Shadow s-1
Page 42
Something hit him just above the waist, confirming his impression that at least one rib on that side was broken. He rode out the pain like a man in a small boat in a gale; so long as his connection with this body was minimal, he could stay above the breakers, not get swamped by them. In seventh grade they'd studied the classical techniques for enduring and ignoring pain. He'd done all right in the seventh grade, enough to scrape a pass, and the high marks he was getting in swordsmanship and religious theory made up for it.
'Well,' the man said, 'in case you don't know who I am, though I'm pretty certain you do, my name is Feron Amathy. What's yours?'
Good question; and it occurred to him that if he didn't answer, the man might kick him in the ribs again. He didn't want that. He couldn't remember his name; but he knew a name he'd called himself once or twice, when on a mission using a persona. He opened his mouth-his jaw hurt like hell-and managed to make a noise that sounded like 'Monach'.

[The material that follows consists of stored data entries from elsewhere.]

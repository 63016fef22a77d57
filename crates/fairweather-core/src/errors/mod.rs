// ABOUTME: Unified error handling with error codes, HTTP status mapping, and JSON responses
// ABOUTME: Defines AppError used at the request and configuration boundaries
//
// SPDX-License-Identifier: MIT OR Apache-2.0
// Copyright (c) 2025 Fairweather Contributors

//! # Unified Error Handling System
//!
//! The window-search engine never fails: soft problems degrade into recorded
//! reasons. Errors only exist at the edges (request validation, configuration,
//! and the upstream forecast supplier), and they all converge on [`AppError`].

/// Forecast supplier error classification
pub mod weather;

pub use weather::{RetryAdvice, WeatherError};

use serde::{Deserialize, Serialize};
use std::error::Error as StdError;
use std::fmt;
use thiserror::Error;

/// Standard error codes used throughout the application
#[derive(Debug, Clone, Copy, PartialEq, Eq, Hash, Serialize, Deserialize)]
#[serde(rename_all = "SCREAMING_SNAKE_CASE")]
pub enum ErrorCode {
    // Validation (3000-3999)
    /// Input failed validation
    InvalidInput = 3000,
    /// A required field is absent or blank
    MissingRequiredField = 3001,
    /// Input is not in the expected format
    InvalidFormat = 3002,
    /// Numeric input is outside its accepted range
    ValueOutOfRange = 3003,

    // Resources (4000-4999)
    /// Requested resource does not exist
    ResourceNotFound = 4000,

    // External Services (5000-5999)
    /// Upstream service returned an unusable response
    ExternalServiceError = 5000,
    /// Upstream service could not be reached
    ExternalServiceUnavailable = 5001,
    /// Upstream service rejected our credentials
    ExternalAuthFailed = 5002,
    /// Upstream service is throttling us
    ExternalRateLimited = 5003,

    // Configuration (6000-6999)
    /// Configuration could not be loaded
    ConfigError = 6000,
    /// Required configuration is missing
    ConfigMissing = 6001,

    // Internal (9000-9999)
    /// Unexpected internal failure
    InternalError = 9000,
    /// Serialization or deserialization failed
    SerializationError = 9003,
}

impl ErrorCode {
    /// Get the HTTP status code for this error
    #[must_use]
    pub const fn http_status(self) -> u16 {
        match self {
            Self::InvalidInput
            | Self::MissingRequiredField
            | Self::InvalidFormat
            | Self::ValueOutOfRange
            | Self::ResourceNotFound => 400,
            Self::ExternalRateLimited => 429,
            Self::ExternalServiceError => 502,
            Self::ExternalServiceUnavailable => 503,
            Self::ExternalAuthFailed
            | Self::ConfigError
            | Self::ConfigMissing
            | Self::InternalError
            | Self::SerializationError => 500,
        }
    }

    /// Get a user-friendly description of this error
    #[must_use]
    pub const fn description(self) -> &'static str {
        match self {
            Self::InvalidInput => "The provided input is invalid",
            Self::MissingRequiredField => "A required field is missing from the request",
            Self::InvalidFormat => "The data format is invalid",
            Self::ValueOutOfRange => "The provided value is outside the acceptable range",
            Self::ResourceNotFound => "The requested resource was not found",
            Self::ExternalServiceError => "An external service encountered an error",
            Self::ExternalServiceUnavailable => "An external service is currently unavailable",
            Self::ExternalAuthFailed => "Authentication with external service failed",
            Self::ExternalRateLimited => "External service rate limit exceeded",
            Self::ConfigError => "Configuration error encountered",
            Self::ConfigMissing => "Required configuration is missing",
            Self::InternalError => "An internal error occurred",
            Self::SerializationError => "Data serialization/deserialization failed",
        }
    }
}

/// Unified error type for the application
#[derive(Debug, Error)]
pub struct AppError {
    /// Error code
    pub code: ErrorCode,
    /// Human-readable error message
    pub message: String,
    /// Source error for error chaining
    #[source]
    pub source: Option<Box<dyn StdError + Send + Sync>>,
}

impl AppError {
    /// Create a new `AppError` with the given code and message
    pub fn new(code: ErrorCode, message: impl Into<String>) -> Self {
        Self {
            code,
            message: message.into(),
            source: None,
        }
    }

    /// Add a source error for error chaining
    #[must_use]
    pub fn with_source(mut self, source: impl StdError + Send + Sync + 'static) -> Self {
        self.source = Some(Box::new(source));
        self
    }

    /// Get the HTTP status code for this error
    #[must_use]
    pub const fn http_status(&self) -> u16 {
        self.code.http_status()
    }

    /// Invalid input
    pub fn invalid_input(message: impl Into<String>) -> Self {
        Self::new(ErrorCode::InvalidInput, message)
    }

    /// Missing required field
    pub fn missing_field(field: &str) -> Self {
        Self::new(
            ErrorCode::MissingRequiredField,
            format!("{field} is required"),
        )
    }

    /// Invalid format
    pub fn invalid_format(message: impl Into<String>) -> Self {
        Self::new(ErrorCode::InvalidFormat, message)
    }

    /// Value out of range
    pub fn out_of_range(message: impl Into<String>) -> Self {
        Self::new(ErrorCode::ValueOutOfRange, message)
    }
}

impl fmt::Display for AppError {
    fn fmt(&self, f: &mut fmt::Formatter<'_>) -> fmt::Result {
        write!(f, "{}: {}", self.code.description(), self.message)
    }
}

impl From<serde_json::Error> for AppError {
    fn from(error: serde_json::Error) -> Self {
        Self::new(ErrorCode::SerializationError, error.to_string()).with_source(error)
    }
}

/// Result type alias for convenience
pub type AppResult<T> = Result<T, AppError>;

/// HTTP error response format
#[derive(Debug, Serialize, Deserialize)]
pub struct ErrorResponse {
    /// Error payload
    pub error: ErrorResponseDetails,
}

/// Body of an [`ErrorResponse`]
#[derive(Debug, Serialize, Deserialize)]
pub struct ErrorResponseDetails {
    /// Machine-readable code
    pub code: ErrorCode,
    /// Human-readable message
    pub message: String,
    /// Suggested HTTP status
    pub status: u16,
}

impl From<AppError> for ErrorResponse {
    fn from(error: AppError) -> Self {
        Self {
            error: ErrorResponseDetails {
                status: error.http_status(),
                code: error.code,
                message: error.message,
            },
        }
    }
}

'Yes,' the man replied. 'I know. Just wanted to see if you'd tell me the truth. It's what we call a control; ask questions you know the answer to, it helps you get a feel for whether the subject's likely to lie or not. So,' he went on, sitting down in the chair whose feet Monach could just make out in line with his nose, 'you're the famous Monach, are you? Bloody hell, you're a mess. What on earth did they do to you?'
He hoped that was a rhetorical question, because he couldn't remember. Generally speaking, if you want an accurate description of a fight, don't ask the man lying on the ground getting kicked and stamped on. All he can see is boots and ankles, and his concentration is apt to wander.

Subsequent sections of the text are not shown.